## Exercise prompt
Using the data below, determine the number of lines that include the string "SeverityType". Write only that number.

## Dataset extract

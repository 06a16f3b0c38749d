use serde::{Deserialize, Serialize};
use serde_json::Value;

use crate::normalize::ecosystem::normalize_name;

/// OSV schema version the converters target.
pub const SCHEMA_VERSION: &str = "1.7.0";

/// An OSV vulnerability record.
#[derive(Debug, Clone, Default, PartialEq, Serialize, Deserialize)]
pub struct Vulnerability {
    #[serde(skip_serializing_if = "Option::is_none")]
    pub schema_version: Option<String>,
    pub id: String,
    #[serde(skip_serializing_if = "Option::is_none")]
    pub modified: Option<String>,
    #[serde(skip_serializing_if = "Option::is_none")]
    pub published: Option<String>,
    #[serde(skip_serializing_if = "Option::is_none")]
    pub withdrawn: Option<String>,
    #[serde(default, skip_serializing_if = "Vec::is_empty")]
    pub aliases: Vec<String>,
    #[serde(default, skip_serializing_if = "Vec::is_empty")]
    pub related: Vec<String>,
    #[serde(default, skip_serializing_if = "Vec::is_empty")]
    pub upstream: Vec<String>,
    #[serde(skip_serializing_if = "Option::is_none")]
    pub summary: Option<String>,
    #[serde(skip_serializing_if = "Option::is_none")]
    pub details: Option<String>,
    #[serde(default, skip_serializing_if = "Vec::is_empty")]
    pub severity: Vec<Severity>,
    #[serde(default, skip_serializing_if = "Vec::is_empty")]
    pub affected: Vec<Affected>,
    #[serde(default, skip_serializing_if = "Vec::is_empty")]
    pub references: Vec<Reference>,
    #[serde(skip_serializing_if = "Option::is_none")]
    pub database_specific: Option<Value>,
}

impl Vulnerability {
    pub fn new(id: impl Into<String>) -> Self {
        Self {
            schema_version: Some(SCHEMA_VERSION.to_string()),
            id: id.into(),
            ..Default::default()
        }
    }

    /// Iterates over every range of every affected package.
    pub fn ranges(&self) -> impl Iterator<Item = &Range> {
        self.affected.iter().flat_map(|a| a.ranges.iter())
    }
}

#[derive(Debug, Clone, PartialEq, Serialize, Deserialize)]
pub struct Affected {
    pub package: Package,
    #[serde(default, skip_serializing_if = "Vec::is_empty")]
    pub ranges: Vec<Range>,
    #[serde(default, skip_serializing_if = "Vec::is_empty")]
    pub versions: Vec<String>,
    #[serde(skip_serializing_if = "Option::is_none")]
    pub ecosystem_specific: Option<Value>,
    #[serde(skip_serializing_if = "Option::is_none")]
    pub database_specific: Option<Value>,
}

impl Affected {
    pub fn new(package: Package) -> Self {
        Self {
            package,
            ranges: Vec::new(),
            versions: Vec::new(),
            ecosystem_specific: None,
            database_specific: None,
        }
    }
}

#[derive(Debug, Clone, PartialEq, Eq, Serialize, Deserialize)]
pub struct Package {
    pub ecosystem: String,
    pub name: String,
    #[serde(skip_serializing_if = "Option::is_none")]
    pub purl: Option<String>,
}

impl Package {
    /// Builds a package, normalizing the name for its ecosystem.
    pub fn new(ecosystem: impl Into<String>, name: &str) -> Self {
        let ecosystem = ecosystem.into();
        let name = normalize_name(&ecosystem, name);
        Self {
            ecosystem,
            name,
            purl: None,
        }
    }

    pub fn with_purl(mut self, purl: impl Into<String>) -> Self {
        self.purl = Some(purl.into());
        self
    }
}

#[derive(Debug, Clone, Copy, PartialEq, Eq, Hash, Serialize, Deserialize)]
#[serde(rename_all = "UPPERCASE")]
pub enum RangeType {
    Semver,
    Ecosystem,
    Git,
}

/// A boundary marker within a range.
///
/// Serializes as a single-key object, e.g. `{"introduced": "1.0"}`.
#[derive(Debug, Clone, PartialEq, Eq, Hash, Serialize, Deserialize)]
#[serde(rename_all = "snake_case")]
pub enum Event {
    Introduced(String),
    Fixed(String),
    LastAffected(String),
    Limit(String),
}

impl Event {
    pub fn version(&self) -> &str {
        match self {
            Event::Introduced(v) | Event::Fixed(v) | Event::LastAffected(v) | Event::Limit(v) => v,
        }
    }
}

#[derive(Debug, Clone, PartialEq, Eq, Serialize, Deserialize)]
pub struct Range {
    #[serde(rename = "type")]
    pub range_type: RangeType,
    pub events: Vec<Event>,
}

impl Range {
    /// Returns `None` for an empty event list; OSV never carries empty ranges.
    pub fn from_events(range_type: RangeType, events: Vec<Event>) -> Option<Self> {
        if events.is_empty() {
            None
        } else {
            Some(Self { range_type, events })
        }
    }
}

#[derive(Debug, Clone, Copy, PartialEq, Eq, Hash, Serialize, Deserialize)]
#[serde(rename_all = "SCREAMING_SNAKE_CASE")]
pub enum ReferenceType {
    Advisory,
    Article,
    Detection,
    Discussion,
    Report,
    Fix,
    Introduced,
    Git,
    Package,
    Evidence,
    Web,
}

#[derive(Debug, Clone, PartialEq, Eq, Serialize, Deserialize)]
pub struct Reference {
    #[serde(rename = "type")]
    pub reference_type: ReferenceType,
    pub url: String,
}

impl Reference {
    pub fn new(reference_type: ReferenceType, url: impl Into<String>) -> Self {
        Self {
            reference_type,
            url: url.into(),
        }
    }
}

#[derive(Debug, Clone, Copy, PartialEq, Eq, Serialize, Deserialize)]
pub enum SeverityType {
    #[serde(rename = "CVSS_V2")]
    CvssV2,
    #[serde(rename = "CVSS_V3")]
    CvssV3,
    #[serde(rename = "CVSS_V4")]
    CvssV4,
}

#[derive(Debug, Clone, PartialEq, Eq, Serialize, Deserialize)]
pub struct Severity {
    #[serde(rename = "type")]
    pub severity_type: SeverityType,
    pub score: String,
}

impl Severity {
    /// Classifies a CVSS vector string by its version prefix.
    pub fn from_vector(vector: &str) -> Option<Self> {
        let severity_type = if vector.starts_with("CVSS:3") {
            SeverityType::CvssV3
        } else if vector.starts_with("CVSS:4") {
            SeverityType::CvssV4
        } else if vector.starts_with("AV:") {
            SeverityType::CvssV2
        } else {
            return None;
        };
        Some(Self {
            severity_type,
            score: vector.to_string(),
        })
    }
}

## Response to the exercise
5